## Records to process
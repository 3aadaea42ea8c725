#![allow(dead_code)]
//! A simple in-memory metrics recorder for testing.

use metrics::{Counter, Gauge, Histogram, Key, KeyName, Metadata, Recorder, SharedString, Unit};
use std::collections::HashMap;
use std::sync::{Arc, Mutex};

#[derive(Debug, Clone, Default)]
pub struct TestMetrics {
    counters: Arc<Mutex<HashMap<String, u64>>>,
}

impl TestMetrics {
    pub fn new() -> Self {
        Default::default()
    }

    /// Sum of the counter across all label sets.
    pub fn get_counter(&self, name: &str) -> u64 {
        self.counters
            .lock()
            .unwrap()
            .get(name)
            .cloned()
            .unwrap_or(0)
    }

    /// Value of the counter for one `label=value` pair.
    pub fn get_labeled_counter(&self, name: &str, label: &str, value: &str) -> u64 {
        let key = format!("{name}{{{label}={value}}}");
        self.counters
            .lock()
            .unwrap()
            .get(&key)
            .cloned()
            .unwrap_or(0)
    }
}

impl Recorder for TestMetrics {
    fn describe_counter(&self, _key: KeyName, _unit: Option<Unit>, _description: SharedString) {}
    fn describe_gauge(&self, _key: KeyName, _unit: Option<Unit>, _description: SharedString) {}
    fn describe_histogram(&self, _key: KeyName, _unit: Option<Unit>, _description: SharedString) {}

    fn register_counter(&self, key: &Key, _metadata: &Metadata<'_>) -> Counter {
        let mut names = vec![key.name().to_string()];
        names.extend(
            key.labels()
                .map(|label| format!("{}{{{}={}}}", key.name(), label.key(), label.value())),
        );
        Counter::from_arc(Arc::new(MetricCounter {
            names,
            counters: self.counters.clone(),
        }))
    }

    fn register_gauge(&self, _key: &Key, _metadata: &Metadata<'_>) -> Gauge {
        // Not implemented for this test helper
        Gauge::noop()
    }

    fn register_histogram(&self, _key: &Key, _metadata: &Metadata<'_>) -> Histogram {
        // Not implemented for this test helper
        Histogram::noop()
    }
}

#[derive(Debug)]
struct MetricCounter {
    names: Vec<String>,
    counters: Arc<Mutex<HashMap<String, u64>>>,
}

impl metrics::CounterFn for MetricCounter {
    fn increment(&self, value: u64) {
        let mut counters = self.counters.lock().unwrap();
        for name in &self.names {
            *counters.entry(name.clone()).or_insert(0) += value;
        }
    }

    fn absolute(&self, _value: u64) {
        // Not implemented
    }
}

## Task description
Report each line of the listing above that uses the word "counters".

## Answer to the problem
    counters: Arc<Mutex<HashMap<String, u64>>>,
        self.counters
        self.counters
            counters: self.counters.clone(),
    counters: Arc<Mutex<HashMap<String, u64>>>,
        let mut counters = self.counters.lock().unwrap();
            *counters.entry(name.clone()).or_insert(0) += value;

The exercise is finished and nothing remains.